Dataset entries
◇ ◇ ◇

use std::time::{SystemTime, UNIX_EPOCH};

/// Get current UTC timestamp in ISO 8601 format (e.g. "2025-02-05T14:30:00Z")
pub fn utc_now_iso8601() -> String {
    let (year, month, day, hours, minutes, seconds) = utc_now_parts();
    format!(
        "{:04}-{:02}-{:02}T{:02}:{:02}:{:02}Z",
        year, month, day, hours, minutes, seconds
    )
}

/// Current UTC date as `YYYYMMDD`, the form used by the VCF `##fileDate` header
pub fn utc_today_yyyymmdd() -> String {
    let (year, month, day, _, _, _) = utc_now_parts();
    format!("{:04}{:02}{:02}", year, month, day)
}

fn utc_now_parts() -> (i64, u32, u32, u64, u64, u64) {
    let secs = SystemTime::now()
        .duration_since(UNIX_EPOCH)
        .unwrap_or_default()
        .as_secs();

    let secs_per_day = 86400u64;
    let days = secs / secs_per_day;
    let secs_today = secs % secs_per_day;

    let hours = secs_today / 3600;
    let minutes = (secs_today % 3600) / 60;
    let seconds = secs_today % 60;

    let (year, month, day) = days_to_ymd(days as i64);
    (year, month, day, hours, minutes, seconds)
}

fn days_to_ymd(days: i64) -> (i64, u32, u32) {
    let mut remaining = days;
    let mut year = 1970i64;

    loop {
        let days_in_year = if is_leap_year(year) { 366 } else { 365 };
        if remaining < days_in_year {
            break;
        }
        remaining -= days_in_year;
        year += 1;
    }

    let leap = is_leap_year(year);
    let days_in_month: [i64; 12] = if leap {
        [31, 29, 31, 30, 31, 30, 31, 31, 30, 31, 30, 31]
    } else {
        [31, 28, 31, 30, 31, 30, 31, 31, 30, 31, 30, 31]
    };

    let mut month = 1u32;
    for dim in days_in_month.iter() {
        if remaining < *dim {
            break;
        }
        remaining -= *dim;
        month += 1;
    }

    let day = remaining as u32 + 1;
    (year, month, day)
}

fn is_leap_year(year: i64) -> bool {
    (year % 4 == 0 && year % 100 != 0) || (year % 400 == 0)
}

#[cfg(test)]
mod tests {
    use super::*;

    #[test]
    fn test_iso8601_format() {
        let ts = utc_now_iso8601();
        assert!(ts.contains('T'));
        assert!(ts.ends_with('Z'));
        assert_eq!(ts.len(), 20);
    }

    #[test]
    fn test_file_date_format() {
        let date = utc_today_yyyymmdd();
        assert_eq!(date.len(), 8);
        assert!(date.chars().all(|c| c.is_ascii_digit()));
        assert!(utc_now_iso8601().replace('-', "").starts_with(&date[..6]));
    }

    #[test]
    fn test_days_to_ymd() {
        assert_eq!(days_to_ymd(0), (1970, 1, 1));
        assert_eq!(days_to_ymd(59), (1970, 3, 1));
        // 2000-02-29 is day 11016
        assert_eq!(days_to_ymd(11016), (2000, 2, 29));
    }

}
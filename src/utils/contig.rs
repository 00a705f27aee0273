//! Chromosome naming and ordering utilities.
//!
//! Merge-group ids are handed out in chromosome traversal order, so every place that
//! iterates chromosomes goes through `sort_chromosomes` to keep output reproducible.

use std::cmp::Ordering;

/// Sort rank of a chromosome name: autosomes numerically, then X, Y, mitochondrial,
/// then anything else (unplaced contigs, alt haplotypes) by name.
#[derive(Debug, Clone, PartialEq, Eq, PartialOrd, Ord)]
enum ChromRank {
    Autosome(u32),
    X,
    Y,
    Mito,
    Other(String),
}

/// Strip a leading `chr`/`Chr`/`CHR` prefix.
pub fn strip_chr_prefix(name: &str) -> &str {
    match (name.get(..3), name.get(3..)) {
        (Some(prefix), Some(rest)) if !rest.is_empty() && prefix.eq_ignore_ascii_case("chr") => rest,
        _ => name,
    }
}

fn rank(name: &str) -> ChromRank {
    let bare = strip_chr_prefix(name);
    if let Ok(n) = bare.parse::<u32>() {
        return ChromRank::Autosome(n);
    }
    match bare {
        "X" | "x" => ChromRank::X,
        "Y" | "y" => ChromRank::Y,
        "M" | "MT" | "m" | "mt" => ChromRank::Mito,
        _ => ChromRank::Other(bare.to_string()),
    }
}

/// Natural karyotype comparison (`chr2` before `chr10`, `X` after `22`).
pub fn compare_chromosomes(a: &str, b: &str) -> Ordering {
    rank(a).cmp(&rank(b)).then_with(|| a.cmp(b))
}

/// Collect and sort chromosome names in natural order, dropping duplicates.
pub fn sort_chromosomes<I: IntoIterator<Item = String>>(names: I) -> Vec<String> {
    let mut v: Vec<String> = names.into_iter().collect();
    v.sort_by(|a, b| compare_chromosomes(a, b));
    v.dedup();
    v
}
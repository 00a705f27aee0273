//! Per-sample CNV observations.

use std::fmt;

use super::interval::GenomicInterval;

/// Copy-number class a call (and a merge pass) belongs to.
#[derive(Debug, Clone, Copy, PartialEq, Eq, Hash, PartialOrd, Ord)]
pub enum CopyType {
    Del,
    Dup,
}

impl CopyType {
    /// Deletions are any copy number below the diploid 2.
    pub fn from_copy_number(copy_number: i32) -> Self {
        if copy_number < 2 {
            CopyType::Del
        } else {
            CopyType::Dup
        }
    }

    pub fn as_str(&self) -> &'static str {
        match self {
            CopyType::Del => "DEL",
            CopyType::Dup => "DUP",
        }
    }

    /// Symbolic ALT allele used in the variant file
    pub fn alt_allele(&self) -> &'static str {
        match self {
            CopyType::Del => "<CN0>",
            CopyType::Dup => "<DUP>",
        }
    }
}

impl fmt::Display for CopyType {
    fn fmt(&self, f: &mut fmt::Formatter<'_>) -> fmt::Result {
        f.write_str(self.as_str())
    }
}

/// One sample's CNV call.
///
/// Everything except `merge_group` is fixed at ingestion.
#[derive(Debug, Clone, PartialEq)]
pub struct CnvCall {
    pub interval: GenomicInterval,
    pub copy_number: i32,
    pub probe_count: u32,
    pub confidence: f64,
    pub sample: String,
    /// The input record this call was parsed from, echoed in the per-individual report
    pub record: Option<String>,
    merge_group: Option<u32>,
}

impl CnvCall {
    pub fn new(
        chrom: &str,
        start: u32,
        end: u32,
        copy_number: i32,
        probe_count: u32,
        confidence: f64,
        sample: &str,
    ) -> Self {
        Self {
            interval: GenomicInterval::new(chrom, start, end),
            copy_number,
            probe_count,
            confidence,
            sample: sample.to_string(),
            record: None,
            merge_group: None,
        }
    }

    pub fn with_record(mut self, record: String) -> Self {
        self.record = Some(record);
        self
    }

    pub fn chrom(&self) -> &str {
        &self.interval.chrom
    }

    pub fn start(&self) -> u32 {
        self.interval.start
    }

    pub fn end(&self) -> u32 {
        self.interval.end
    }

    pub fn length(&self) -> u32 {
        self.interval.length()
    }

    pub fn copy_type(&self) -> CopyType {
        CopyType::from_copy_number(self.copy_number)
    }

    pub fn attach_merge_group(&mut self, merge_group: u32) {
        self.merge_group = Some(merge_group);
    }

    pub fn merge_group(&self) -> Option<u32> {
        self.merge_group
    }

    /// Stable identifier used as row/column key when handing matrices to a clustering backend.
    pub fn identifier(&self) -> String {
        format!(
            "{}_{}_{}_{}_{}",
            self.sample,
            self.chrom(),
            self.start(),
            self.end(),
            self.copy_number
        )
    }

    /// Report line: the original record if available, else the parsed fields.
    pub fn printable(&self) -> String {
        match &self.record {
            Some(r) => r.clone(),
            None => format!(
                "{}\t{}\t{}\t{}\t{}\t{}\t{}",
                self.chrom(),
                self.start(),
                self.end(),
                self.sample,
                self.copy_number,
                self.probe_count,
                self.confidence
            ),
        }
    }
}
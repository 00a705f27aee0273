//! Chromosome-keyed interval index backed by cache-oblivious interval trees.
//!
//! Intervals are stored half-open (`[start, end)`) and translated to the closed
//! coordinates `coitrees` works with on the way in and out.

use coitrees::{COITree, Interval, IntervalTree};
use indexmap::IndexMap;

/// One stored interval and its payload.
#[derive(Debug, Clone)]
pub struct IndexedInterval<T> {
    pub chrom: String,
    pub start: u32,
    pub end: u32,
    pub value: T,
}

struct ChromTree {
    /// Entry ids on this chromosome, in insertion order
    ids: Vec<usize>,
    tree: COITree<usize, u32>,
}

/// Overlap index over intervals on many chromosomes.
///
/// Chromosomes iterate in the order they were first inserted, and entries within a
/// chromosome in insertion order, so callers control traversal order by sorting first.
pub struct IntervalIndex<T> {
    entries: Vec<IndexedInterval<T>>,
    chroms: IndexMap<String, ChromTree>,
}

impl<T> IntervalIndex<T> {
    pub fn build(entries: Vec<IndexedInterval<T>>) -> Self {
        let mut grouped: IndexMap<String, Vec<usize>> = IndexMap::new();
        for (id, e) in entries.iter().enumerate() {
            grouped.entry(e.chrom.clone()).or_default().push(id);
        }

        let chroms = grouped
            .into_iter()
            .map(|(chrom, ids)| {
                let nodes: Vec<Interval<usize>> = ids
                    .iter()
                    .map(|&id| {
                        let e = &entries[id];
                        let last = e.end.saturating_sub(1).max(e.start);
                        Interval::new(e.start as i32, last as i32, id)
                    })
                    .collect();
                let tree: COITree<usize, u32> = COITree::new(&nodes);
                (chrom, ChromTree { ids, tree })
            })
            .collect();

        Self { entries, chroms }
    }

    /// Entries overlapping `[start, end)` on `chrom`, in insertion order.
    pub fn overlapping(&self, chrom: &str, start: u32, end: u32) -> Vec<&IndexedInterval<T>> {
        if end <= start {
            return Vec::new();
        }
        let Some(ct) = self.chroms.get(chrom) else {
            return Vec::new();
        };

        let mut hits: Vec<usize> = Vec::new();
        ct.tree.query(start as i32, (end - 1) as i32, |node| {
            hits.push(node.metadata.clone());
        });
        hits.sort_unstable();
        hits.into_iter().map(|id| &self.entries[id]).collect()
    }

    pub fn chromosomes(&self) -> impl Iterator<Item = &str> {
        self.chroms.keys().map(|k| k.as_str())
    }

    /// All entries on one chromosome, in insertion order.
    pub fn on_chrom<'a>(&'a self, chrom: &str) -> impl Iterator<Item = &'a IndexedInterval<T>> + use<'a, T> {
        let ids: &'a [usize] = match self.chroms.get(chrom) {
            Some(ct) => &ct.ids,
            None => &[],
        };
        ids.iter().map(move |&id| &self.entries[id])
    }

    pub fn len(&self) -> usize {
        self.entries.len()
    }

    pub fn is_empty(&self) -> bool {
        self.entries.is_empty()
    }
}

◇ ◇ ◇

Your task
Write out each line above containing "traversal".

Answer space
//! Merge-group ids are handed out in chromosome traversal order, so every place that
/// chromosome in insertion order, so callers control traversal order by sorting first.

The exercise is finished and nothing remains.